WHAT IS EXPECTED | Up to and including the line that contains "use crate::error_handling::types::ConfigError;", write out each line of the material from its first line, exactly.
□ □ □ □
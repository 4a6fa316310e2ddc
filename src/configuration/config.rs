use std::fs;
use std::net::SocketAddr;
use std::path::{Path, PathBuf};
use std::time::Duration;

use clap::Parser;
use log::{debug, info};
use serde::Deserialize;

use super::types::*;
use crate::client_management::BridgeConfig;
use crate::error_handling::types::ConfigError;
use crate::session_management::OrchestratorOptions;

/// Command-line arguments. Every option overrides the matching value of the
/// configuration file and can also be given through a `MULTIWA_*` variable.
#[derive(Parser, Debug, Clone, Default)]
#[command(name = "multiwa")]
#[command(version)]
#[command(about = "Multi-profile WhatsApp Web session manager")]
pub struct Args {
    /// TOML configuration file. Built-in defaults are used when absent.
    #[arg(env = "MULTIWA_CONFIG")]
    pub config_file: Option<PathBuf>,

    /// Port of the web server
    #[arg(long, env = "MULTIWA_PORT")]
    pub port: Option<u16>,

    /// Address of the web server
    #[arg(long, env = "MULTIWA_BIND_ADDRESS")]
    pub bind_address: Option<String>,

    /// Directory holding the data file and client sessions
    #[arg(long, env = "MULTIWA_DATA_DIR")]
    pub data_dir: Option<PathBuf>,
}

/// Application configuration.
///
/// ```toml
/// [server]
/// port = 5000
///
/// [bridge]
/// command = "node"
/// args = ["whatsapp-bridge/index.js"]
///
/// [sessions]
/// qr_timeout_secs = 300
/// auto_initialize = true
/// ```
#[derive(Debug, Clone, Default, PartialEq, Deserialize)]
#[serde(default)]
pub struct Config {
    pub server: ServerSection,
    pub storage: StorageSection,
    pub bridge: BridgeSection,
    pub sessions: SessionsSection,
}

impl Config {
    /// Loads the file named in `args` (or the defaults), then applies the
    /// command-line overrides and validates the result.
    pub fn load(args: &Args) -> Result<Self, ConfigError> {
        let mut config = match &args.config_file {
            Some(path) => Self::from_file(path)?,
            None => {
                info!("No configuration file given, using defaults");
                Self::default()
            }
        };
        config.apply_overrides(args);
        config.validate()?;
        Ok(config)
    }

    pub fn from_file(path: &Path) -> Result<Self, ConfigError> {
        debug!("Reading configuration from {}", path.display());
        let content = fs::read_to_string(path)?;
        Self::parse(&content)
    }

    pub fn parse(content: &str) -> Result<Self, ConfigError> {
        toml::from_str(content).map_err(|e| ConfigError::TomlError(e.to_string()))
    }

    pub fn apply_overrides(&mut self, args: &Args) {
        if let Some(port) = args.port {
            self.server.port = port;
        }
        if let Some(address) = &args.bind_address {
            self.server.bind_address = address.clone();
        }
        if let Some(dir) = &args.data_dir {
            self.storage.data_dir = dir.clone();
        }
    }

    pub fn validate(&self) -> Result<(), ConfigError> {
        if self.server.port == 0 {
            return Err(ConfigError::InvalidValue(
                "server.port must not be 0".to_string(),
            ));
        }
        if self.bridge.command.trim().is_empty() {
            return Err(ConfigError::InvalidValue(
                "bridge.command must not be empty".to_string(),
            ));
        }
        if self.sessions.observer_buffer == 0 {
            return Err(ConfigError::InvalidValue(
                "sessions.observer_buffer must be at least 1".to_string(),
            ));
        }
        self.socket_addr()?;
        Ok(())
    }

    pub fn socket_addr(&self) -> Result<SocketAddr, ConfigError> {
        format!("{}:{}", self.server.bind_address, self.server.port)
            .parse()
            .map_err(|_| {
                ConfigError::InvalidValue(format!(
                    "invalid bind address '{}'",
                    self.server.bind_address
                ))
            })
    }

    pub fn sessions_dir(&self) -> PathBuf {
        self.bridge
            .sessions_dir
            .clone()
            .unwrap_or_else(|| self.storage.data_dir.join("sessions"))
    }

    pub fn bridge_config(&self) -> BridgeConfig {
        BridgeConfig {
            command: self.bridge.command.clone(),
            args: self.bridge.args.clone(),
            sessions_dir: self.sessions_dir(),
            browser_path: self
                .bridge
                .browser_path
                .clone()
                .filter(|p| !p.trim().is_empty()),
            init_timeout: Duration::from_secs(self.bridge.init_timeout_secs),
            request_timeout: Duration::from_secs(self.bridge.request_timeout_secs),
        }
    }

    /// The bridge script named in `bridge.args` when it does not exist. The
    /// script ships separately from this crate.
    pub fn missing_bridge_script(&self) -> Option<PathBuf> {
        self.bridge
            .args
            .iter()
            .map(PathBuf::from)
            .find(|arg| {
                matches!(
                    arg.extension().and_then(|e| e.to_str()),
                    Some("js" | "mjs" | "cjs")
                )
            })
            .filter(|script| !script.exists())
    }

    pub fn orchestrator_options(&self) -> OrchestratorOptions {
        OrchestratorOptions {
            qr_timeout: match self.sessions.qr_timeout_secs {
                0 => None,
                secs => Some(Duration::from_secs(secs)),
            },
            destroy_timeout: Duration::from_secs(self.bridge.destroy_timeout_secs),
            observer_buffer: self.sessions.observer_buffer,
        }
    }
}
□ □ □ □
PROBLEM SOLUTION |
repository 4a6fa316310e2ddc
filename src/configuration/config.rs
use std::fs;
use std::net::SocketAddr;
use std::path::{Path, PathBuf};
use std::time::Duration;

use clap::Parser;
use log::{debug, info};
use serde::Deserialize;

use super::types::*;
use crate::client_management::BridgeConfig;
use crate::error_handling::types::ConfigError;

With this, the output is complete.